SWISS ARMY EQUIPMENT

Everybody has had a Swiss Army Knife at one time or another, that handy-dandy combo tool that’s a knife, a saw, a screwdriver and can opener. Hardly a fearsome weapon, but darned useful. Not only that, it’s got your basic personal grooming kit; a scissor, nail file, tooth pick and tweezers. Best of all, though, is the corkscrew. You have to figure there’s a reason why the Swiss have been neutral in every war, and the wine opener that is standard issue to every Swiss soldier is a telling clue.

The Swiss Army also has an official Swiss Army cigarette lighter so Swiss soldiers can light up a smoke while enjoying their wine. True to the Swiss Army credo, the cigarette lighter has another use, doubling as a compass, to let the Swiss soldiers know where they are if they’ve used their corkscrew a little too much. Here is a peek at some other unique Swiss Army equipment:

Swiss Army Combo Rifle and Umbrella: A soldier’s life is often a rugged one, living out in the elements in all weather and terrain. When your army never fights any wars, what’s the harm in mating your weapon to reality? A dry soldier is a happy soldier.

Swiss Army Tank/Jacuzzi Spa: 30 tons of steel and chrome, the Swiss Army Tank is the home-away-from-home for her crew. That’s why the Swiss have included a Jacuzzi hot tub with massage jets in their “battle” tanks. It’s right next to the kitchen and behind the sauna.

Swiss Army Machine Gun/Pasta Maker: Swiss Army officers figure that their boys aren’t going to be mowing down enemy combatants with their machine guns anytime soon, so they have incorporated a do-it-yourself pasta maker for soldiers homesick for Mama’s cooking. Rigatoni, ziti, shells, angel hair, lasagna or linguine, there’s no pasta the Swiss Army Machine Gun cannot make!
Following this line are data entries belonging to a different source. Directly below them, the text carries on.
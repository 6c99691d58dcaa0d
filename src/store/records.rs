//! Typed record access for entries, revisions and feeds.

use std::collections::HashSet;

use crate::app::{BrookError, Result};
use crate::domain::{Entry, Feed, FullEntry, Revision};
use crate::store::cursor::{Direction, IndexCursor, KeyCursor, KeyRange};
use crate::store::engine::{ObjectStore, Txn};
use crate::store::keycode::{self, KeyPart};
use crate::store::schema::PRIMARY_KEY;
use crate::store::upgrade::upgrade_entry;

impl Txn<'_> {
    pub fn entry(&self, id: i64) -> Result<Option<Entry>> {
        self.entry_by_pk(&keycode::encode_one(id))
    }

    /// Read an entry by encoded primary key, upgrading old layouts on the fly.
    pub fn entry_by_pk(&self, pk: &[u8]) -> Result<Option<Entry>> {
        match self.get_raw_encoded(ObjectStore::Entries, pk)? {
            Some(raw) => Ok(Some(serde_json::from_value(upgrade_entry(raw))?)),
            None => Ok(None),
        }
    }

    /// Look an entry up through the `[feed_id, provided_id, entry_url]`
    /// identity index, skipping entries already in `claimed`. Without a URL
    /// the first unclaimed entry with that publisher id is returned.
    pub fn find_by_identity(
        &self,
        feed_id: &str,
        provided_id: &str,
        entry_url: Option<&str>,
        claimed: &HashSet<i64>,
    ) -> Result<Option<Entry>> {
        let mut parts = vec![KeyPart::from(feed_id), KeyPart::from(provided_id)];
        if let Some(url) = entry_url {
            parts.push(KeyPart::from(url));
        }
        let range = KeyRange::prefix(&keycode::encode(&parts));
        let mut cursor = IndexCursor::new(self.conn(), PRIMARY_KEY.name, range, Direction::Next)
            .with_page_size(claimed.len() + 1);

        while let Some(row) = cursor.advance()? {
            let id = row.primary_key()?.and_then(|pk| pk.as_int());
            if id.is_some_and(|id| claimed.contains(&id)) {
                continue;
            }
            return self.entry_by_pk(&row.pk);
        }
        Ok(None)
    }

    pub fn put_entry(&self, entry: &Entry) -> Result<()> {
        self.put(ObjectStore::Entries, &KeyPart::Int(entry.id), entry)
    }

    pub fn revision(&self, id: i64) -> Result<Option<Revision>> {
        self.get(ObjectStore::Revisions, &KeyPart::Int(id))
    }

    pub fn put_revision(&self, revision: &Revision) -> Result<()> {
        self.put(ObjectStore::Revisions, &KeyPart::Int(revision.id), revision)
    }

    /// The entry's current revision. An entry without one is corrupt.
    pub fn current_revision(&self, entry: &Entry) -> Result<Revision> {
        let id = entry.current_revision().ok_or_else(|| {
            BrookError::Other(format!("entry {} has no revision", entry.id))
        })?;
        self.revision(id)?.ok_or_else(|| {
            BrookError::Other(format!("revision {} of entry {} is missing", id, entry.id))
        })
    }

    pub fn full_entry(&self, entry: Entry) -> Result<FullEntry> {
        let revision = self.current_revision(&entry)?;
        Ok(FullEntry { entry, revision })
    }

    /// Remove an entry together with its revisions.
    pub fn delete_entry(&self, entry: &Entry) -> Result<()> {
        for revision in &entry.revisions {
            self.delete(ObjectStore::Revisions, &KeyPart::Int(*revision))?;
        }
        self.delete(ObjectStore::Entries, &KeyPart::Int(entry.id))?;
        Ok(())
    }

    pub fn load_feeds(&self) -> Result<Vec<Feed>> {
        self.all_raw(ObjectStore::Feeds)?
            .into_iter()
            .map(|(_, raw)| Ok(serde_json::from_value(raw)?))
            .collect()
    }

    /// Replace the stored feed list.
    pub fn save_feeds(&self, feeds: &[Feed]) -> Result<()> {
        self.clear(ObjectStore::Feeds)?;
        for feed in feeds {
            self.put(ObjectStore::Feeds, &KeyPart::Str(feed.feed_id.clone()), feed)?;
        }
        Ok(())
    }
}
//! Parsed feed objects handed to the ingestion engine by the feed parser.

#[derive(Debug, Clone, Default, PartialEq)]
pub struct ParsedFeed {
    pub title: Option<String>,
    pub subtitle: Option<String>,
    pub website_url: Option<String>,
    pub language: Option<String>,
    pub items: Vec<ParsedItem>,
}

#[derive(Debug, Clone, Default, PartialEq)]
pub struct ParsedItem {
    /// Publisher GUID, if any.
    pub id: Option<String>,
    pub link: Option<String>,
    pub title: Option<String>,
    pub summary: Option<String>,
    pub content: Option<String>,
    pub authors: Vec<String>,
    pub published: Option<i64>,
    pub updated: Option<i64>,
}

impl ParsedItem {
    pub fn provided_id(&self) -> &str {
        self.id.as_deref().unwrap_or("")
    }

    pub fn entry_url(&self) -> &str {
        self.link.as_deref().unwrap_or("")
    }

    /// Best available body, preferring full content over the summary.
    pub fn body(&self) -> &str {
        self.content
            .as_deref()
            .or(self.summary.as_deref())
            .unwrap_or("")
    }

    /// Timestamp compared against the stored revision on re-ingest.
    pub fn modified(&self) -> Option<i64> {
        self.updated.or(self.published)
    }
}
Swiss Army Helmet/Fondue Pot: The Swiss love their cheese, and a soldier on bivouac is no different. Slip out the helmet liner and the helmet is a teflon-lined fondue pot, the perfect complement to a mellow bottle of wine. Ideal for preparing  a spicy bouillabaisse or boiling pasta as well.

Swiss Army Rocket Launcher/Leaf blower: Swiss people by their nature are sticklers for neatness and order, and soldiers by their training, especially Swiss soldiers, are absolutely manic about it. With no wars to fight ever, officers of the Swiss Army have to keep their men busy somehow, and all those shoulder-mounted rocket launchers that will never be fired in anger ought to be used for something. Swiss Army bases are the neatest and most beautifully landscaped military facilities in the world.

Swiss Army Jeep/Lawn Mower: See Above.

Swiss Army Fighter Jet/Crop Duster: It was decided early in its developmental stages that the 4F Conciliator would be a different sort of fighter jet, one that does combat with enemies of the nation’s crops, pesky weevils and weeds. With it’s speed and maneuverability, entire Alpine valleys can be dusted in no time, leaving Swiss pilots plenty of time to patrol their airspace for imaginary enemies and still be back in time to enjoy a good bottle of wine.

Swiss Army Skis: Unlike every other piece of Swiss Army gear, there’s no second use for them, nor are they any different from regular skis, but Switzerland is pretty much entirely Alps, so not skiing is a Swiss person’s idea of a vacation. Unfortunately, the only place to be stationed if you are in the Swiss Army is Switzerland, so the Swiss make a big deal about being the best skiing army anywhere. Other armies agree, since no one can recall any conquering armies laying waste to nations on skis, but no one has the heart to tell the Swiss.